HÜKÜMETLERİ SAHİP ÇIKMIYOR
Hastalığın kurbanları bu süreçte dayanışma yolunu seçtiler. Whatsapp grubu kurarak kendi aralarında sürekli iletişim hâlinde oldular. Bazıları ise Kanada hükümetine 28 milyon dolarlık tazminat davası açtı. Bugün tam olarak 28 davacı var. Hükümet yetkilileri davacıları hastalığı abarttığı için suçlamaktadır.
Marc Polymeropulos CIA’deki görevinden istifa etti. Marc’ın CIA’deki görevi generallerin yetkilerine eş değerdi.
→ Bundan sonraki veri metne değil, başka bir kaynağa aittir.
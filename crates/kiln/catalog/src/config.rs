//! Catalog configuration

use serde::{Deserialize, Serialize};
use std::path::{Path, PathBuf};
use thiserror::Error;

/// Configuration loading errors
#[derive(Debug, Error)]
pub enum ConfigError {
    #[error("failed to read {}: {source}", path.display())]
    Io {
        path: PathBuf,
        #[source]
        source: std::io::Error,
    },

    #[error("invalid configuration: {0}")]
    Parse(#[from] toml::de::Error),
}

/// Catalog configuration
#[derive(Debug, Clone, Default, PartialEq, Eq, Serialize, Deserialize)]
#[serde(default)]
pub struct CatalogConfig {
    /// Variant or creator picked per family for the showroom
    pub selection: Selection,

    /// Logging defaults for the binary
    pub logging: LoggingConfig,
}

#[derive(Debug, Clone, PartialEq, Eq, Serialize, Deserialize)]
#[serde(default)]
pub struct Selection {
    pub furniture: String,
    pub vehicles: String,
    pub themes: String,
    pub armour: String,
    pub logistics: String,
}

impl Default for Selection {
    fn default() -> Self {
        Self {
            furniture: "modern".into(),
            vehicles: "white".into(),
            themes: "light".into(),
            armour: "helmet".into(),
            logistics: "road".into(),
        }
    }
}

#[derive(Debug, Clone, PartialEq, Eq, Serialize, Deserialize)]
#[serde(default)]
pub struct LoggingConfig {
    /// Filter directive used when `RUST_LOG` is unset
    pub level: String,
}

impl Default for LoggingConfig {
    fn default() -> Self {
        Self {
            level: "info".into(),
        }
    }
}

impl CatalogConfig {
    /// Load configuration from `path`, falling back to defaults when no path
    /// is given or the file does not exist
    pub fn load(path: Option<&Path>) -> Result<Self, ConfigError> {
        let Some(path) = path else {
            return Ok(Self::default());
        };
        if !path.exists() {
            return Ok(Self::default());
        }

        let contents = std::fs::read_to_string(path).map_err(|source| ConfigError::Io {
            path: path.to_path_buf(),
            source,
        })?;
        Self::from_toml_str(&contents)
    }

    pub fn from_toml_str(contents: &str) -> Result<Self, ConfigError> {
        Ok(toml::from_str(contents)?)
    }

    /// Selection for `family`, if the family is configurable
    pub fn selection_for(&self, family: &str) -> Option<&str> {
        let s = &self.selection;
        match family {
            "furniture" => Some(s.furniture.as_str()),
            "vehicles" => Some(s.vehicles.as_str()),
            "themes" => Some(s.themes.as_str()),
            "armour" => Some(s.armour.as_str()),
            "logistics" => Some(s.logistics.as_str()),
            _ => None,
        }
    }
}
//! Build every family with the configured selections

use super::RenditionRow;
use crate::error::CliResult;
use crate::output::{self, OutputFormat};
use kiln_catalog::{Catalog, CatalogConfig};

/// Execute the showroom command
pub fn execute(catalog: &Catalog, config: &CatalogConfig, format: OutputFormat) -> CliResult<()> {
    let stands = catalog.showroom(config)?;
    if format != OutputFormat::Table {
        return output::print_single(&stands, format);
    }

    for stand in stands {
        output::print_heading(&format!("{} ({})", stand.family, stand.selection));
        let rows: Vec<RenditionRow> = stand.renditions.into_iter().map(RenditionRow::from).collect();
        output::print_output(rows, format)?;
        println!();
    }
    Ok(())
}
//! Fixed-capacity receive buffer that frames a byte stream into lines.
//!
//! Each client owns one [`LineBuffer`].  Bytes are appended as they arrive,
//! complete lines are drained from the front, and whatever partial line is
//! left over stays for the next read.  A client that fills the whole buffer
//! without ever sending a newline is misbehaving; [`LineBuffer::is_full`]
//! lets the caller detect this and drop the connection.

use std::io;

/// Default per-client receive capacity in bytes.
pub const DEFAULT_BUFFER_SIZE: usize = 4096;

/// Accumulates bytes and hands out complete `\n`-terminated lines.
#[derive(Debug)]
pub struct LineBuffer {
    buf: Vec<u8>,
    /// Offset of the first byte not yet handed out by [`Self::next_line`].
    start: usize,
    capacity: usize,
}

impl LineBuffer {
    /// Creates an empty buffer holding at most `capacity` bytes.
    pub fn new(capacity: usize) -> Self {
        Self {
            buf: Vec::with_capacity(capacity),
            start: 0,
            capacity,
        }
    }

    pub fn capacity(&self) -> usize {
        self.capacity
    }

    /// Number of buffered bytes not yet consumed as lines.
    pub fn len(&self) -> usize {
        self.buf.len() - self.start
    }

    pub fn is_empty(&self) -> bool {
        self.len() == 0
    }

    /// Free space available for the next read.
    pub fn remaining(&self) -> usize {
        self.capacity - self.len()
    }

    /// `true` when the buffer holds `capacity` bytes and none of them ends a line.
    pub fn is_full(&self) -> bool {
        self.remaining() == 0
    }

    /// Appends bytes produced by `read`, which receives the free tail of the
    /// buffer and returns how many bytes it wrote.
    ///
    /// Typical use is with a non-blocking socket read:
    ///
    /// ```rust
    /// use emuctl_core::LineBuffer;
    /// use std::io::Read;
    ///
    /// let mut source: &[u8] = b"status\n";
    /// let mut buffer = LineBuffer::new(64);
    /// let n = buffer.fill(|spare| source.read(spare)).unwrap();
    /// assert_eq!(n, 7);
    /// assert_eq!(buffer.next_line().as_deref(), Some("status"));
    /// ```
    ///
    /// # Errors
    ///
    /// Returns whatever error `read` returns; the buffer is left unchanged.
    pub fn fill<F>(&mut self, read: F) -> io::Result<usize>
    where
        F: FnOnce(&mut [u8]) -> io::Result<usize>,
    {
        self.compact();
        let filled = self.buf.len();
        self.buf.resize(self.capacity, 0);
        let result = read(&mut self.buf[filled..]);
        let added = match &result {
            Ok(n) => (*n).min(self.capacity - filled),
            Err(_) => 0,
        };
        self.buf.truncate(filled + added);
        result
    }

    /// Appends `bytes`, returning how many fitted.
    pub fn extend_from_slice(&mut self, bytes: &[u8]) -> usize {
        self.compact();
        let n = bytes.len().min(self.remaining());
        self.buf.extend_from_slice(&bytes[..n]);
        n
    }

    /// Removes and returns the next complete line, without its `\n` and
    /// without a trailing `\r`.
    ///
    /// Invalid UTF-8 is replaced rather than rejected; command words and
    /// numeric arguments are ASCII and paths are passed through as text.
    pub fn next_line(&mut self) -> Option<String> {
        let pending = &self.buf[self.start..];
        let end = pending.iter().position(|&b| b == b'\n')?;
        let mut line = &pending[..end];
        if let Some((&b'\r', rest)) = line.split_last() {
            line = rest;
        }
        let text = String::from_utf8_lossy(line).into_owned();
        self.start += end + 1;
        Some(text)
    }

    /// Moves the unconsumed partial line to the front of the buffer.
    pub fn compact(&mut self) {
        if self.start > 0 {
            self.buf.drain(..self.start);
            self.start = 0;
        }
    }
}

impl Default for LineBuffer {
    fn default() -> Self {
        Self::new(DEFAULT_BUFFER_SIZE)
    }
}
Marc aynı zamanda bir de kitap yazmaya başladı. Ekim 2020’de Marc başından geçenleri Amerikan dergisi GQ’da gazeteci Julia Loffe’ye anlattı.
SORUMLU KİM
2021’in sonunda oluşturulan Havana Kurbanlarını Savunuculuk Derneği’nde toplanıldı ve burada masaya yatırılan ipuçlarının Rusya’yı işaret ettiği iddia edildi. Sovyetler döneminde de “yönlendirilmiş enerji silahları”, “elektromanyetik radyasyon”, “insan beynine ulaşabilen ve ses olarak algılanan mikrodalgaların” kullanımı geliştirilmişti. ABD’de hazırlanan tıbbi ve istihbari raporlar da Rusya’yı ön plana çıkarmaktadır. Ancak bütün bunlar Havana Sendromunun ardında Rusya olduğunu kanıtlar nitelikte değil. ABD başkanı ise “Havana Yasasını” imzaladı. Böylece bu hastalıktan muzdarip olanlara tazminat ödenmesinin yolu açıldı. Ancak Kanada hükümeti diplomatlarının hâlâ radyoaktif saldırılara maruz kaldığını ve bunun sonlandırılması gerektiğini ifade ediyor.